De la banalisation de l’avortement à l’eugénisme

Publié le 14 Nov, 2008

La revue L’Obstétrique consacre, dans son numéro du mois de novembre, un article à la clause de conscience à propos de l’avortement. Dans une première partie, les auteurs retracent l’histoire de la loi Veil qui "réglait un problème de santé publique ancestral" et qu’ils soutiennent largement. Dans la conclusion de cette partie, les auteurs regrettent l’exercice de la clause de conscience puisqu’"il s’agit en effet d’appliquer une loi qui a été votée démocratiquement pour traiter un problème reconnu de santé publique".

Sur l’interruption médicale de grossesse (IMG), les auteurs sont nettement plus réservés. Pour eux, "l’IMG est devenue un instrument de tri des enfants à naître", "l’une des pratiques eugéniques produites par une politique qui ne se dit pas comme telle et qui prétend répondre aux demandes des couples". En 2005, 6 441 IMG ont été pratiquées, ce qui représente une augmentation de 7,5% par rapport à 2004.

Les auteurs s’intéressent particulièrement au cas de la trisomie 21, détectée en prénatal dans 90% des cas et où, dans l’immense majorité des cas, les grossesses sont interrompues. Ainsi déplorent-ils : "l’IMG pour la trisomie 21 est bel et bien devenue une pratiques eugénique, et ce, avec un très large consensus social, bien qu’en l’absence – ou peut-être grâce à l’absence – de tout débat démocratique".

Les auteurs évoquent aussi les cas des fentes labiales et des fentes palatines qui représentent respectivement 8,3% et 7,8% des IMG*. "Nous sommes loin de "l’affection d’une particulière gravité reconnue comme incurable au moment du diagnostic"", disposition pourtant prévue par la loi pour recourir à l’IMG. Les auteurs poursuivent : "en revanche nous sommes tout près d’arguments" tels que ceux développés par Charles Richet, "principal théoricien et propagandiste de l’eugénisme en France au début du XXe siècle" : "pourquoi laisser ces enfants indignes et incapables de vivre si on peut éviter le crime de leur naissance ? La science sera un jour impartiale et sereine, la science qui est comme la Nature, ignorante de toute fausse pitié".

Ils s’élèvent ensuite contre l’usage d’un vocabulaire qui "n’est pas le fruit du hasard" et qui à grands renforts de "qualité des gamètes", "qualité de la vie", de "l’enfant de qualité" "fait basculer [les consciences] dans une idéologie consumériste appliquée à l’être humain". Les auteurs concluent que "si le ressort du mécanisme [de cet eugénisme] est bien individuel (le couple), la mise en place du mécanisme relève de l’action des pouvoirs publics".

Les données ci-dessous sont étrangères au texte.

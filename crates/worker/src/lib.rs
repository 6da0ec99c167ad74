//! The hive worker: runs tasks the scheduler assigns and fetches their
//! dependencies from peers.
//!
//! [`WorkerStateMachine`] holds all per-key state and is driven by
//! [`WorkerEvent`]s; [`WorkerBuilder`] starts the tokio control loop that
//! feeds it and carries out the [`Instruction`]s it returns.

pub mod error;
pub mod machine;
pub mod peer;
pub mod pool;
pub mod state;
pub mod worker;

pub use error::WorkerError;
pub use machine::{estimate_nbytes, Instruction, WorkerEvent, WorkerStateMachine};
pub use peer::{NetworkPeers, PeerTransport};
pub use pool::ExecutionPool;
pub use state::{WorkerTaskState, WorkerTransition};
pub use worker::{WorkerBuilder, WorkerExit, WorkerHandle};
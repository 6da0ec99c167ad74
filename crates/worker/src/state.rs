//! Worker-side bookkeeping of one task.

use std::collections::{BTreeMap, BTreeSet};

use hive_core::{Address, RunSpec, TaskError, TaskKey, TaskPriority, WorkerTaskStatus};

/// What a worker knows about one key: a task it was asked to compute, a
/// dependency it fetches from peers, or both in turn.
#[derive(Debug, Clone)]
pub struct WorkerTaskState {
    pub key: TaskKey,
    pub state: WorkerTaskStatus,
    /// Present for tasks the scheduler asked this worker to compute.
    pub run_spec: Option<RunSpec>,
    pub priority: TaskPriority,

    pub dependencies: BTreeSet<TaskKey>,
    pub dependents: BTreeSet<TaskKey>,
    /// Dependencies not yet in local memory.
    pub waiting_for_data: BTreeSet<TaskKey>,

    /// Peers believed to hold the key.
    pub candidate_sources: BTreeSet<Address>,
    /// Peer the key is being transferred from; only set in flight (or a
    /// cancelled/resumed flight).
    pub active_source: Option<Address>,

    pub nbytes: Option<u64>,
    pub resource_restrictions: BTreeMap<String, f64>,
    pub exception: Option<TaskError>,

    /// For `cancelled` and `resumed`: the state whose work is still in
    /// progress (`flight`, `executing` or `long-running`).
    pub previous: Option<WorkerTaskStatus>,
    /// For `resumed`: where the key goes if that work does not produce data.
    pub next: Option<WorkerTaskStatus>,
}

impl WorkerTaskState {
    pub fn new(key: TaskKey, priority: TaskPriority) -> Self {
        Self {
            key,
            state: WorkerTaskStatus::Released,
            run_spec: None,
            priority,
            dependencies: BTreeSet::new(),
            dependents: BTreeSet::new(),
            waiting_for_data: BTreeSet::new(),
            candidate_sources: BTreeSet::new(),
            active_source: None,
            nbytes: None,
            resource_restrictions: BTreeMap::new(),
            exception: None,
            previous: None,
            next: None,
        }
    }

    /// User code for this key is still running, whatever its state says.
    pub fn is_executing(&self) -> bool {
        self.state.is_running() || self.previous.is_some_and(WorkerTaskStatus::is_running)
    }

    /// A transfer of this key is still in progress.
    pub fn is_in_flight(&self) -> bool {
        self.state == WorkerTaskStatus::Flight || self.previous == Some(WorkerTaskStatus::Flight)
    }
}

/// One applied worker transition.
#[derive(Debug, Clone, PartialEq, Eq)]
pub struct WorkerTransition {
    pub key: TaskKey,
    pub start: WorkerTaskStatus,
    pub finish: WorkerTaskStatus,
    pub stimulus_id: String,
}
#[tokio::test(flavor = "multi_thread", worker_threads = 4)]
async fn cancelled_future_is_yielded_by_as_completed() {
    let (cluster, client) = start(1).await;
    let f = functions();
    let e = client.get_executor([("pure", json!(false))]).unwrap();

    let futures: Vec<_> = (0..10)
        .map(|i| e.submit_with(&f.slowinc, vec![Arg::from(i)], delay(0.02)).unwrap())
        .collect();
    futures[3].cancel().await.unwrap();

    let stream = as_completed(&futures, Some(WAIT));
    tokio::pin!(stream);
    let mut yielded = Vec::new();
    while let Some(future) = stream.next().await {
        yielded.push(future.unwrap());
    }
    assert_eq!(yielded.len(), 10);
    assert!(yielded.iter().any(|future| future == &futures[3] && future.cancelled()));

    drop(e);
    shutdown(cluster, client).await;
}

#[tokio::test(flavor = "multi_thread", worker_threads = 4)]
async fn map_yields_lazily_in_input_order() {
    let (cluster, client) = start(2).await;
    let f = functions();
    let e = client.executor();

    let inputs: Vec<Arg> = (0..10).map(Arg::from).collect();
    let results: Vec<_> = e
        .map(&f.inc, vec![inputs], Some(WAIT))
        .unwrap()
        .into_stream()
        .map(Result::unwrap)
        .collect()
        .await;
    assert_eq!(results, (1..=10).map(Value::from).collect::<Vec<_>>());

    // Two iterables are zipped.
    let mut results = e
        .map(
            &f.slowinc,
            vec![vec![Arg::from(1), Arg::from(2)], vec![Arg::from(0.01), Arg::from(0.01)]],
            Some(WAIT),
        )
        .unwrap();
    assert_eq!(results.remaining(), 2);
    assert_eq!(results.next().await.unwrap().unwrap(), json!(2));
    assert_eq!(results.next().await.unwrap().unwrap(), json!(3));
    assert!(results.next().await.is_none());

    drop(e);
    shutdown(cluster, client).await;
}

#[tokio::test(flavor = "multi_thread", worker_threads = 4)]
async fn map_timeout_applies_per_element() {
    let (cluster, client) = start(2).await;
    let f = functions();
    let e = client.executor();

    let delays = [0.0, 0.0, 3.0, 0.0];
    let mut results = e
        .map(
            &f.slowinc,
            vec![
                (0..4).map(Arg::from).collect(),
                delays.iter().copied().map(Arg::from).collect(),
            ],
            Some(Duration::from_millis(800)),
        )
        .unwrap();
    assert_eq!(results.next().await.unwrap().unwrap(), json!(1));
    assert_eq!(results.next().await.unwrap().unwrap(), json!(2));
    let err = results.next().await.unwrap().unwrap_err();
    assert!(err.is_timeout());
    assert!(results.next().await.is_none());
    assert_eq!(results.remaining(), 0);

    drop(results);
    drop(e);
    shutdown(cluster, client).await;
}

#[tokio::test(flavor = "multi_thread", worker_threads = 4)]
async fn dropping_a_map_releases_the_rest() {
    let (cluster, client) = start(1).await;
    let f = functions();
    let e = client.executor();

    let n = 20;
    let mut results = e
        .map(
            &f.slowinc,
            vec![(0..n).map(Arg::from).collect(), vec![Arg::from(0.1); n as usize]],
            Some(WAIT),
        )
        .unwrap();
    assert_eq!(results.next().await.unwrap().unwrap(), json!(1));
    drop(results);

    let deadline = Instant::now() + WAIT;
    while processing_count(&client).await > 0 {
        assert!(Instant::now() < deadline, "tasks still processing");
        tokio::time::sleep(Duration::from_millis(20)).await;
    }

    drop(e);
    shutdown(cluster, client).await;
}

#[tokio::test(flavor = "multi_thread", worker_threads = 4)]
async fn unsupported_arguments_are_rejected() {
    let (cluster, client) = start(1).await;

    let err = client
        .get_executor([("foo", json!(1)), ("pure", json!(true)), ("bar", json!(2))])
        .err()
        .unwrap();
    assert_eq!(
        err.to_string(),
        r#"unsupported arguments to executor: ["bar", "foo"]"#
    );

    shutdown(cluster, client).await;
}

Selon eux, les décisions prises par les pouvoirs publics dans ce domaine (diminution des aides aux personnes handicapées ; obligation faite aux médecins d’informer les femmes enceintes de l’existence d’un test de dépistage de la trisomie 21…) sont les fruits du néolibéralisme – philosophie politique des années 1930 selon laquelle "l’individu est le ressort de cette économie et que c’est à partir de lui, en mettant l’accent sur lui, qu’il faut révolutionner le tissu social et reproductif". Dans cette conception où chacun est poussé à ne prendre en compte que son seul intérêt et à "développer à tout moment et dans toutes les relations humaines une rationalité stratégique", "tout est susceptible de risques que l’on va quantifier (…) et contre lesquels on va s’assurer". "Le trait le plus saillant de cette politique est donc de tout individualiser et de tout psychologiser et en particulier les questions relevant du domaine des valeurs."

Ainsi en arrive-t-on à l’IMG, question de la valeur de la vie humaine qui "n’est pas traitée sur le plan collectif voire universel dont elle relève, mais est laissée à l’appréciation de chaque individu "acteur", en fonction de son intérêt personnel, et dans la seule dimension psychoaffective". "Cette confusion des plans individu/collectivité, intérêt/valeur ne peut que créer une véritable perturbation de sens" qui "crée à son tour une souffrance mal identifiée tant pour les couples que pour les soignants".

Car, pour le médecin, le "geste foeticide" engendre une véritable souffrance : "comment pourrait-il en être autrement lorsqu’on donne la mort à un être humain ?". Les femmes sont aussi de plus en plus nombreuses à dire leurs souffrances provoquées aussi bien par l’IVG que par l’IMG…

Les auteurs dénoncent enfin la "banalisation" de l’avortement et le fait que "ces questions essentielles ont glissé petit à petit dans le domaine médical et se sont, de fait, trouvées sous la responsabilité et dans les mains d’une catégorie professionnelle".

*Chiffres extraits du Bilan des activités des CPDPN de 2002, portant sur le Bas-Rhin, les Bouches du Rhône, le Centre Est et Paris.